Use Gelous Base Coat, Gelous Colour Coat, then Gelous Top Coat, curing each coat with the Gelous UV/LED Gel Nail Lamp If you skip the Base Coat or Top Coat, or try to dry without the Gel Nail Lamp your manicure or pedicure will not be effective and could even cause serious damage to your hands or nails.
Other ways to keep your nails and hands healthy and safe before, during, and after gel manicures
- Apply Cuticle Oil and a Hydrating Hand Cream regularly to keep your hands nourished.
- Dispose of Gelous Orangewood Cuticle Sticks after use. These cannot be disinfected, so it is unhygienic to use them multiple times.
- Replace your Gelous Nail File approximately every three months if you’re a regular user. Keeping it any longer can lead to nail damage (as the buffing plates wear down) and a build-up of bacteria.
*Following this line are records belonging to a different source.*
//! Layered configuration for the context palace (§4.2, §6).
//!
//! Precedence, highest first: environment variables, project config file
//! (`.palace/config.yaml`), global config file (a platform config
//! directory), built-in defaults. Layering is expressed declaratively with
//! `figment` rather than hand-written if-chains; each layer is a partial,
//! all-optional structure that gets merged down to the frozen [`Config`].

use std::path::{Path, PathBuf};

use figment::providers::{Env, Format, Serialized, Yaml};
use figment::Figment;
use serde::{Deserialize, Serialize};
use thiserror::Error;

use crate::identity::resolve_agent_identity;
use crate::palace_dir::find_palace_dir;

// ---------------------------------------------------------------------------
// Error types
// ---------------------------------------------------------------------------

/// Errors that can occur during configuration operations.
#[derive(Debug, Error)]
pub enum ConfigError {
    /// The configuration file could not be read.
    #[error("failed to read config file: {0}")]
    ReadError(#[from] std::io::Error),

    /// Figment failed to merge/parse the layered configuration.
    #[error("failed to load configuration: {0}")]
    FigmentError(#[from] figment::Error),

    /// The configuration file contained invalid YAML when saved directly.
    #[error("failed to parse config file: {0}")]
    ParseError(#[from] serde_yaml::Error),

    /// No `.palace/` directory was found walking up from the start path.
    #[error("no .palace directory found (run 'cp init' first)")]
    PalaceDirNotFound,

    /// A configuration value was invalid.
    #[error("invalid configuration value for key '{key}': {reason}")]
    InvalidValue {
        /// The configuration key that had an invalid value.
        key: String,
        /// A description of why the value is invalid.
        reason: String,
    },
}

/// A specialized `Result` type for configuration operations.
pub type Result<T> = std::result::Result<T, ConfigError>;

// ---------------------------------------------------------------------------
// Sub-configs
// ---------------------------------------------------------------------------

/// Database connection parameters. The shipped realization is SQLite, so
/// only a file path is meaningful; the other fields are carried so a future
/// non-SQLite `Storage` implementation has somewhere to read them from.
#[derive(Debug, Clone, Serialize, Deserialize)]
pub struct ConnectionConfig {
    /// Path to the SQLite database file.
    #[serde(default = "default_db_path")]
    pub path: String,

    /// Host, for a future non-SQLite backend. Unused by the shipped store.
    #[serde(default)]
    pub host: Option<String>,

    /// Database/schema name, for a future non-SQLite backend.
    #[serde(default)]
    pub database: Option<String>,

    /// Connection user, for a future non-SQLite backend.
    #[serde(default)]
    pub user: Option<String>,

    /// SSL mode, for a future non-SQLite backend.
    #[serde(default, rename = "ssl-mode")]
    pub ssl_mode: Option<String>,
}

impl Default for ConnectionConfig {
    fn default() -> Self {
        Self {
            path: default_db_path(),
            host: None,
            database: None,
            user: None,
            ssl_mode: None,
        }
    }
}

fn default_db_path() -> String {
    ".palace/palace.db".to_string()
}

/// An external provider endpoint (embedding or generation).
#[derive(Debug, Clone, Serialize, Deserialize, Default)]
pub struct ProviderConfig {
    /// Provider identifier (e.g. `"openai"`, `"none"`).
    #[serde(default)]
    pub provider: String,

    /// Base URL of the provider's API.
    #[serde(default)]
    pub base_url: Option<String>,

    /// API key/credential. Read from config or environment; never logged.
    #[serde(default)]
    pub api_key: Option<String>,

    /// Model identifier passed to the provider.
    #[serde(default)]
    pub model: Option<String>,

    /// Embedding vector dimension (embedding provider only).
    #[serde(default)]
    pub dimension: Option<u32>,
}

/// One scaffolded file tracked by `init`/`update`.
#[derive(Debug, Clone, Serialize, Deserialize, PartialEq, Eq)]
pub struct TemplateEntry {
    /// Path of the scaffolded file, relative to the project root.
    pub path: String,
    /// Template version that produced the current contents.
    pub version: u32,
}

/// Manifest of files `init` scaffolded and `update` keeps current.
#[derive(Debug, Clone, Serialize, Deserialize, Default)]
pub struct TemplatesManifest {
    #[serde(default)]
    pub entries: Vec<TemplateEntry>,
}

// ---------------------------------------------------------------------------
// Raw (partial) config -- what actually gets parsed from each layer
// ---------------------------------------------------------------------------

/// The on-disk/env shape of the configuration. Every field is optional so
/// that each layer (env, project file, global file) can supply only what it
/// overrides; [`Figment`] merges these before the agent/project fields are
/// resolved through their own fallback chains.
#[derive(Debug, Clone, Serialize, Deserialize, Default)]
pub struct RawConfig {
    #[serde(default)]
    pub project: Option<String>,
    #[serde(default)]
    pub agent: Option<String>,
    #[serde(default)]
    pub connection: ConnectionConfig,
    #[serde(default)]
    pub embedding: ProviderConfig,
    #[serde(default)]
    pub generation: ProviderConfig,
    #[serde(default)]
    pub similarity_floor: Option<f32>,
    #[serde(default)]
    pub templates: TemplatesManifest,
}

// ---------------------------------------------------------------------------
// Frozen Config
// ---------------------------------------------------------------------------

/// The fully resolved, immutable configuration exposed to every component.
/// Mutation at runtime is not supported; call [`load`] again to re-resolve.
#[derive(Debug, Clone)]
pub struct Config {
    pub project: String,
    pub agent: String,
    pub connection: ConnectionConfig,
    pub embedding: ProviderConfig,
    pub generation: ProviderConfig,
    pub similarity_floor: f32,
    pub templates: TemplatesManifest,
    pub palace_dir: Option<PathBuf>,
}

/// CLI-supplied overrides, applied as the topmost explicit layer (above
/// environment variables would be wrong per spec precedence, so these are
/// folded in only for the two fields the CLI is allowed to override
/// directly: `--project` and `--agent`; everything else flows through env/
/// file/default layering).
#[derive(Debug, Clone, Default)]
pub struct CliOverrides {
    pub project: Option<String>,
    pub agent: Option<String>,
    pub config_path: Option<PathBuf>,
}

const DEFAULT_SIMILARITY_FLOOR: f32 = 0.30;

fn default_project_name() -> String {
    std::env::current_dir()
        .ok()
        .and_then(|p| p.file_name().map(|n| n.to_string_lossy().into_owned()))
        .unwrap_or_else(|| "default".to_string())
}

/// Returns the platform global config directory's `config.yaml` path
/// (e.g. `~/.config/context-palace/config.yaml` on Linux).
fn global_config_path() -> Option<PathBuf> {
    dirs::config_dir().map(|d| d.join("context-palace").join("config.yaml"))
}

/// Resolves the frozen [`Config`] by layering, highest precedence first:
/// environment variables (`CONTEXT_PALACE_*`), an explicit `--config` file
/// (if given), the discovered project `.palace/config.yaml`, the global
/// config file, then built-in defaults.
pub fn load(start_dir: &Path, overrides: &CliOverrides) -> Result<Config> {
    let palace_dir = find_palace_dir(start_dir);
    let project_config_path = palace_dir.as_ref().map(|d| d.join("config.yaml"));

    let mut figment = Figment::new().merge(Serialized::defaults(RawConfig::default()));

    if let Some(global_path) = global_config_path() {
        if global_path.is_file() {
            figment = figment.merge(Yaml::file(global_path));
        }
    }

    if let Some(project_path) = &project_config_path {
        if project_path.is_file() {
            figment = figment.merge(Yaml::file(project_path));
        }
    }

    if let Some(explicit_path) = &overrides.config_path {
        if explicit_path.is_file() {
            figment = figment.merge(Yaml::file(explicit_path));
        }
    }

    figment = figment.merge(Env::prefixed("CONTEXT_PALACE_").split("_"));

    let raw: RawConfig = figment.extract()?;

    let project = overrides
        .project
        .clone()
        .or(raw.project)
        .unwrap_or_else(default_project_name);
    let agent = resolve_agent_identity(overrides.agent.as_deref().or(raw.agent.as_deref()));

    Ok(Config {
        project,
        agent,
        connection: raw.connection,
        embedding: raw.embedding,
        generation: raw.generation,
        similarity_floor: raw.similarity_floor.unwrap_or(DEFAULT_SIMILARITY_FLOOR),
        templates: raw.templates,
        palace_dir,
    })
}

/// Saves a [`RawConfig`]-shaped YAML document to `.palace/config.yaml`
/// inside `palace_dir`, used by `init` (full scaffold) and `update`
/// (templates-manifest refresh).
pub fn save_project_config(palace_dir: &Path, raw: &RawConfig) -> Result<()> {
    std::fs::create_dir_all(palace_dir)?;
    let path = palace_dir.join("config.yaml");
    let yaml = serde_yaml::to_string(raw)?;
    std::fs::write(path, yaml)?;
    Ok(())
}

/// Loads the raw project config file directly (used by `update` to read,
/// modify, and rewrite the templates manifest without re-resolving agent
/// identity or environment layers).
pub fn load_raw_project_config(palace_dir: &Path) -> Result<RawConfig> {
    let path = palace_dir.join("config.yaml");
    if !path.is_file() {
        return Ok(RawConfig::default());
    }
    let content = std::fs::read_to_string(path)?;
    if content.trim().is_empty() {
        return Ok(RawConfig::default());
    }
    Ok(serde_yaml::from_str(&content)?)
}

#[cfg(test)]
mod tests {
    use super::*;

    #[test]
    fn defaults_when_nothing_configured() {
        let dir = tempfile::tempdir().unwrap();
        let cfg = load(dir.path(), &CliOverrides::default()).unwrap();
        assert_eq!(cfg.similarity_floor, DEFAULT_SIMILARITY_FLOOR);
        assert_eq!(cfg.connection.path, ".palace/palace.db");
    }

    #[test]
    fn cli_override_wins_over_project_file() {
        let dir = tempfile::tempdir().unwrap();
        let palace_dir = dir.path().join(".palace");
        std::fs::create_dir(&palace_dir).unwrap();
        std::fs::write(palace_dir.join("config.yaml"), "project: from-file\n").unwrap();

        let overrides = CliOverrides {
            project: Some("from-cli".into()),
            ..Default::default()
        };
        let cfg = load(dir.path(), &overrides).unwrap();
        assert_eq!(cfg.project, "from-cli");
    }

    #[test]
    fn project_file_wins_over_defaults() {
        let dir = tempfile::tempdir().unwrap();
        let palace_dir = dir.path().join(".palace");
        std::fs::create_dir(&palace_dir).unwrap();
        std::fs::write(
            palace_dir.join("config.yaml"),
            "project: myproj\nsimilarity_floor: 0.5\n",
        )
        .unwrap();

        let cfg = load(dir.path(), &CliOverrides::default()).unwrap();
        assert_eq!(cfg.project, "myproj");
        assert_eq!(cfg.similarity_floor, 0.5);
    }

    #[test]
    fn save_and_reload_raw_project_config() {
        let dir = tempfile::tempdir().unwrap();
        let palace_dir = dir.path().join(".palace");

        let mut raw = RawConfig::default();
        raw.project = Some("roundtrip".into());
        raw.templates.entries.push(TemplateEntry {
            path: "README.md".into(),
            version: 1,
        });

        save_project_config(&palace_dir, &raw).unwrap();
        let loaded = load_raw_project_config(&palace_dir).unwrap();
        assert_eq!(loaded.project.as_deref(), Some("roundtrip"));
        assert_eq!(loaded.templates.entries.len(), 1);
    }
}
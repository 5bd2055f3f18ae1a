//! Low-level data access backing the retrieval operators (§4.4).
//!
//! Ranking itself (BM25 ordering is left to FTS5; cosine similarity is
//! computed by `palace-retrieval`) lives one layer up -- this module only
//! exposes the SQL primitives: an FTS5 match and a scan of shards carrying
//! a non-null embedding.

use rusqlite::{Connection, params};

use palace_core::shard::Shard;

use crate::error::Result;
use crate::sqlite::shards::{scan_shard, SHARD_COLUMNS_PREFIXED};
use crate::sqlite::store::SqliteStore;

/// Runs an FTS5 match over `title||content` within a project, newest-relevance
/// first (FTS5's built-in `rank`), honoring the spec's project/type/status/
/// label scoping via a subquery so the match stays index-accelerated.
pub(crate) fn keyword_search_on_conn(
    conn: &Connection,
    project: &str,
    query: &str,
    limit: usize,
) -> Result<Vec<Shard>> {
    let sql = format!(
        r#"SELECT {SHARD_COLUMNS_PREFIXED} FROM shards
           INNER JOIN shards_fts ON shards.id = shards_fts.id
           WHERE shards.project = ?1 AND shards_fts MATCH ?2
           ORDER BY rank
           LIMIT ?3"#
    );
    let mut stmt = conn.prepare(&sql)?;
    let rows = stmt.query_map(params![project, query, limit as i64], scan_shard)?;
    let mut out = Vec::new();
    for row in rows {
        out.push(row?);
    }
    Ok(out)
}

/// Returns every shard in `project` carrying a non-null embedding. The
/// caller (palace-retrieval) ranks these by cosine similarity against the
/// query vector; doing the scan here keeps the SQL/BLOB decoding localized
/// to the storage crate (§4.4's documented brute-force substitution for an
/// ANN index, see DESIGN.md).
pub(crate) fn shards_with_embedding_on_conn(conn: &Connection, project: &str) -> Result<Vec<Shard>> {
    let sql = format!(
        "SELECT {SHARD_COLUMNS_PREFIXED} FROM shards WHERE project = ?1 AND embedding IS NOT NULL"
    );
    let mut stmt = conn.prepare(&sql)?;
    let rows = stmt.query_map(params![project], scan_shard)?;
    let mut out = Vec::new();
    for row in rows {
        out.push(row?);
    }
    Ok(out)
}

impl SqliteStore {
    pub fn keyword_search_impl(&self, project: &str, query: &str, limit: usize) -> Result<Vec<Shard>> {
        let conn = self.lock_conn()?;
        keyword_search_on_conn(&conn, project, query, limit)
    }

    pub fn shards_with_embedding_impl(&self, project: &str) -> Result<Vec<Shard>> {
        let conn = self.lock_conn()?;
        shards_with_embedding_on_conn(&conn, project)
    }
}
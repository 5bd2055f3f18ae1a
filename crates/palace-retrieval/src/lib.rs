//! Keyword, vector and filter retrieval over the context palace store.
//!
//! Depends on `palace-storage` for the SQL primitives and `palace-core` for
//! the shared shard/filter types; never touches `rusqlite` directly.

mod filters;
pub mod error;
pub mod keyword;
pub mod memory;
pub mod vector;

pub use error::{Result, RetrievalError};
pub use keyword::keyword_retrieve;
pub use memory::{recall_keyword, recall_vector};
pub use vector::{cosine_similarity, vector_retrieve, RankedShard};
//! [`SqliteStore`] -- SQLite-backed storage implementation.

use std::path::Path;
use std::sync::Mutex;

use rusqlite::Connection;
use tracing::{debug, info};

use crate::error::{Result, StorageError};
use crate::sqlite::schema;

/// SQLite-backed implementation of the [`Storage`](crate::traits::Storage) trait.
///
/// Wraps a [`rusqlite::Connection`] in a `Mutex` for thread safety.  All
/// public methods acquire the lock, execute SQL, and release it.
pub struct SqliteStore {
    /// The mutex-protected SQLite connection.
    pub(crate) conn: Mutex<Connection>,
}

impl SqliteStore {
    /// Opens (or creates) a SQLite database at the given path.
    ///
    /// Enables WAL mode and foreign keys, then initialises the schema.
    pub fn open(path: impl AsRef<Path>) -> Result<Self> {
        let path = path.as_ref();
        info!(?path, "opening SQLite database");

        let conn = Connection::open(path).map_err(|e| {
            StorageError::Connection(format!("failed to open {}: {e}", path.display()))
        })?;

        let store = Self {
            conn: Mutex::new(conn),
        };
        store.configure_connection()?;
        store.init_schema()?;

        Ok(store)
    }

    /// Opens an in-memory SQLite database (useful for tests).
    pub fn open_in_memory() -> Result<Self> {
        debug!("opening in-memory SQLite database");
        let conn = Connection::open_in_memory()
            .map_err(|e| StorageError::Connection(format!("failed to open in-memory db: {e}")))?;

        let store = Self {
            conn: Mutex::new(conn),
        };
        store.configure_connection()?;
        store.init_schema()?;

        Ok(store)
    }

    /// Sets connection pragmas (WAL mode, foreign keys, busy timeout).
    fn configure_connection(&self) -> Result<()> {
        let conn = self.conn.lock().map_err(|e| {
            StorageError::Connection(format!("mutex poisoned: {e}"))
        })?;

        conn.execute_batch(
            "PRAGMA journal_mode = WAL;
             PRAGMA foreign_keys = ON;
             PRAGMA busy_timeout = 5000;",
        )
        .map_err(|e| StorageError::Connection(format!("failed to set pragmas: {e}")))?;

        Ok(())
    }

    /// Creates all tables and indexes if they do not exist, then runs
    /// migrations.
    fn init_schema(&self) -> Result<()> {
        let conn = self.conn.lock().map_err(|e| {
            StorageError::Connection(format!("mutex poisoned: {e}"))
        })?;

        // Check if schema is already at current version.
        let version: std::result::Result<i32, _> = conn.query_row(
            "SELECT value FROM config WHERE key = 'schema_version'",
            [],
            |row| {
                let v: String = row.get(0)?;
                Ok(v.parse::<i32>().unwrap_or(0))
            },
        );
        if let Ok(v) = version {
            if v >= schema::CURRENT_SCHEMA_VERSION {
                debug!(version = v, "schema already at current version, skipping init");
                return Ok(());
            }
        }

        // Execute DDL statements.
        for stmt in schema::SCHEMA_STATEMENTS {
            conn.execute_batch(stmt).map_err(|e| StorageError::Migration {
                name: "init_schema".into(),
                reason: format!("{e}\nStatement: {}", truncate(stmt, 120)),
            })?;
        }

        // Insert default config (INSERT OR IGNORE to be idempotent).
        for &(key, value) in schema::DEFAULT_CONFIG {
            conn.execute(
                "INSERT OR IGNORE INTO config (key, value) VALUES (?1, ?2)",
                rusqlite::params![key, value],
            )
            .map_err(|e| StorageError::Migration {
                name: "default_config".into(),
                reason: format!("failed to insert {key}: {e}"),
            })?;
        }

        // Run migrations.
        Self::run_migrations_on_conn(&conn)?;

        // Mark schema version.
        conn.execute(
            "INSERT OR REPLACE INTO config (key, value) VALUES ('schema_version', ?1)",
            rusqlite::params![schema::CURRENT_SCHEMA_VERSION.to_string()],
        )
        .map_err(|e| StorageError::Migration {
            name: "schema_version".into(),
            reason: e.to_string(),
        })?;

        info!("schema initialized (version {})", schema::CURRENT_SCHEMA_VERSION);
        Ok(())
    }

    /// Applies pending migrations tracked via the `metadata` table.
    fn run_migrations_on_conn(conn: &Connection) -> Result<()> {
        for &(name, sql) in schema::MIGRATIONS {
            let key = format!("migration:{name}");
            let already_applied: bool = conn
                .query_row(
                    "SELECT COUNT(*) FROM metadata WHERE key = ?1",
                    rusqlite::params![key],
                    |row| row.get::<_, i32>(0),
                )
                .unwrap_or(0)
                > 0;

            if already_applied {
                debug!(name, "migration already applied, skipping");
                continue;
            }

            debug!(name, "applying migration");
            conn.execute_batch(sql).map_err(|e| StorageError::Migration {
                name: name.to_string(),
                reason: e.to_string(),
            })?;

            conn.execute(
                "INSERT INTO metadata (key, value) VALUES (?1, ?2)",
                rusqlite::params![key, "applied"],
            )
            .map_err(|e| StorageError::Migration {
                name: name.to_string(),
                reason: format!("failed to mark migration: {e}"),
            })?;
        }
        Ok(())
    }

    /// Acquires the connection lock. Helper used by all operation modules.
    pub(crate) fn lock_conn(
        &self,
    ) -> Result<std::sync::MutexGuard<'_, Connection>> {
        self.conn.lock().map_err(|e| {
            StorageError::Connection(format!("mutex poisoned: {e}"))
        })
    }
}

impl std::fmt::Debug for SqliteStore {
    fn fmt(&self, f: &mut std::fmt::Formatter<'_>) -> std::fmt::Result {
        f.debug_struct("SqliteStore").finish_non_exhaustive()
    }
}

/// Truncates a string for error messages.
fn truncate(s: &str, max: usize) -> String {
    if s.len() > max {
        format!("{}...", &s[..max])
    } else {
        s.to_string()
    }
}
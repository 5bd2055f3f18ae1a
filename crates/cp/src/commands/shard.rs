//! `cp shard` -- generic shard CRUD and graph operations (§4.1, §4.3).

use anyhow::Result;

use palace_core::edge::Edge;
use palace_core::enums::{EdgeType, ShardType, Status};
use palace_core::filter::{RetrievalFilter, ShardFilter};
use palace_core::shard::ShardBuilder;
use palace_storage::{ShardUpdates, Storage};

use crate::cli::{ShardArgs, ShardCloseArgs, ShardCommands, ShardCreateArgs, ShardIdArgs, ShardLabelArgs, ShardLinkArgs, ShardListArgs, ShardShowArgs, ShardUpdateArgs};
use crate::context::RuntimeContext;
use crate::output::{self, shard_detail, shard_line};

pub fn run(ctx: &RuntimeContext, args: &ShardArgs) -> Result<()> {
    match &args.command {
        ShardCommands::List(a) => list(ctx, a),
        ShardCommands::Show(a) => show(ctx, a),
        ShardCommands::Create(a) => create(ctx, a),
        ShardCommands::Update(a) => update(ctx, a),
        ShardCommands::Close(a) => close(ctx, a),
        ShardCommands::Reopen(a) => reopen(ctx, a),
        ShardCommands::Link(a) => link(ctx, a),
        ShardCommands::Unlink(a) => unlink(ctx, a),
        ShardCommands::Edges(a) => edges(ctx, a),
        ShardCommands::Label(a) => label(ctx, a),
        ShardCommands::Labels(a) => labels(ctx, a),
    }
}

fn list(ctx: &RuntimeContext, args: &ShardListArgs) -> Result<()> {
    let limit = args.limit.unwrap_or(ctx.limit);

    let shards = if let Some(query) = &args.search {
        let mut filter = RetrievalFilter::for_project(ctx.project());
        filter.limit = limit;
        if let Some(t) = &args.shard_type {
            filter.types.push(ShardType::from(t.as_str()));
        }
        if let Some(s) = &args.status {
            filter.statuses.push(Status::from(s.as_str()));
        }
        palace_retrieval::keyword_retrieve(ctx.storage(), query, &filter)?
    } else {
        let mut filter = ShardFilter::for_project(ctx.project()).with_limit(limit as i64);
        if let Some(t) = &args.shard_type {
            filter = filter.with_type(ShardType::from(t.as_str()));
        }
        if let Some(s) = &args.status {
            filter = filter.with_status(Status::from(s.as_str()));
        }
        ctx.storage().list_shards(&filter)?
    };

    output::emit_list(ctx.output, &shards, |s| shard_line(s));
    Ok(())
}

fn show(ctx: &RuntimeContext, args: &ShardShowArgs) -> Result<()> {
    let shard = ctx.storage().get_shard(&args.id)?;
    output::emit(ctx.output, &shard, |s| shard_detail(s));
    Ok(())
}

fn create(ctx: &RuntimeContext, args: &ShardCreateArgs) -> Result<()> {
    let content = args.content.as_deref().unwrap_or("");
    let prefix = crate::engine::prefix_for_project(ctx.project());
    let id = crate::engine::mint_unique_id(ctx.storage(), ctx.project(), &prefix, &args.title, content, ctx.agent())?;

    let mut builder = ShardBuilder::new(ctx.project(), &args.title)
        .id(id)
        .content(content)
        .shard_type(ShardType::from(args.shard_type.as_str()))
        .priority(args.priority)
        .creator(ctx.agent());
    if let Some(parent) = &args.parent {
        builder = builder.parent(parent.as_str());
    }
    let shard = builder.build();
    palace_core::validation::validate(&shard)?;
    ctx.storage().create_shard(&shard)?;

    output::emit(ctx.output, &shard, |s| shard_detail(s));
    Ok(())
}

fn update(ctx: &RuntimeContext, args: &ShardUpdateArgs) -> Result<()> {
    ctx.storage().update_shard(
        &args.id,
        &ShardUpdates {
            title: args.title.clone(),
            content: args.content.clone(),
            priority: args.priority,
            owner: args.owner.clone().map(Some),
            ..Default::default()
        },
    )?;
    let shard = ctx.storage().get_shard(&args.id)?;
    output::emit(ctx.output, &shard, |s| shard_detail(s));
    Ok(())
}

fn close(ctx: &RuntimeContext, args: &ShardCloseArgs) -> Result<()> {
    let mut shard = ctx.storage().get_shard(&args.id)?;
    shard.close(ctx.agent(), args.reason.clone());
    ctx.storage().update_shard(
        &args.id,
        &ShardUpdates {
            status: Some(shard.status),
            closed_at: Some(shard.closed_at),
            closed_by: Some(shard.closed_by.clone()),
            closed_reason: Some(shard.closed_reason.clone()),
            ..Default::default()
        },
    )?;
    let updated = ctx.storage().get_shard(&args.id)?;
    output::emit(ctx.output, &updated, |s| shard_detail(s));
    Ok(())
}

fn reopen(ctx: &RuntimeContext, args: &ShardIdArgs) -> Result<()> {
    let mut shard = ctx.storage().get_shard(&args.id)?;
    shard.reopen();
    ctx.storage().update_shard(
        &args.id,
        &ShardUpdates {
            status: Some(shard.status),
            closed_at: Some(None),
            closed_by: Some(None),
            closed_reason: Some(None),
            ..Default::default()
        },
    )?;
    let updated = ctx.storage().get_shard(&args.id)?;
    output::emit(ctx.output, &updated, |s| shard_detail(s));
    Ok(())
}

fn link(ctx: &RuntimeContext, args: &ShardLinkArgs) -> Result<()> {
    ctx.storage().get_shard(&args.from)?;
    ctx.storage().get_shard(&args.to)?;
    let edge_type = EdgeType::from(args.edge_type.as_str());
    ctx.storage().add_edge(&Edge::new(args.from.as_str(), args.to.as_str(), edge_type.clone()))?;
    if edge_type == EdgeType::Implements {
        crate::engine::requirement::maybe_auto_in_progress(ctx.storage(), &args.to)?;
    }
    output::emit(ctx.output, &serde_json::json!({"linked": true}), |_| format!("linked {} -> {} ({})", args.from, args.to, args.edge_type));
    Ok(())
}

fn unlink(ctx: &RuntimeContext, args: &ShardLinkArgs) -> Result<()> {
    ctx.storage().remove_edge(&args.from, &args.to, &EdgeType::from(args.edge_type.as_str()))?;
    output::emit(ctx.output, &serde_json::json!({"unlinked": true}), |_| format!("unlinked {} -> {} ({})", args.from, args.to, args.edge_type));
    Ok(())
}

fn edges(ctx: &RuntimeContext, args: &ShardIdArgs) -> Result<()> {
    let edges = ctx.storage().list_edges(&args.id)?;
    output::emit_list(ctx.output, &edges, |e| format!("{} --{}--> {}", e.from, e.edge_type.as_str(), e.to));
    Ok(())
}

fn label(ctx: &RuntimeContext, args: &ShardLabelArgs) -> Result<()> {
    ctx.storage().add_label(&args.id, &args.label)?;
    output::emit(ctx.output, &serde_json::json!({"labeled": true}), |_| format!("labeled {} with {}", args.id, args.label));
    Ok(())
}

fn labels(ctx: &RuntimeContext, args: &ShardIdArgs) -> Result<()> {
    let labels = ctx.storage().get_labels(&args.id)?;
    output::emit_list(ctx.output, &labels, |l| l.clone());
    Ok(())
}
- Carefully read our Application & Removal Guide before use.
- Remove your Gel Nail Polish according to our Application & Removal Guide. Avoid picking at your Gel Nail Polish, as you will inevitably peel away part of your natural nail, leaving it thin and weak.
- Avoid getting back-to-back gel manicures. This break will allow your nails to rehydrate and repair. We recommend a break of at least 1-2 weeks.
- Be careful to not over-file the nail plate, as it may cause sensitivity.
- Avoid touching your skin with Gel Nail Polish and if you do, make sure to wipe off immediately before curing. Curing Gel Nail Polish on your skin can cause mild to serious irritation.
- Do not use if you have extremely short nails or if your nails are in poor condition (thin, dry or split). We recommend using Cuticle Oil, ORLY Hydrating Creme and ORLY Nail Defence until your nails are in a better condition for a gel manicure.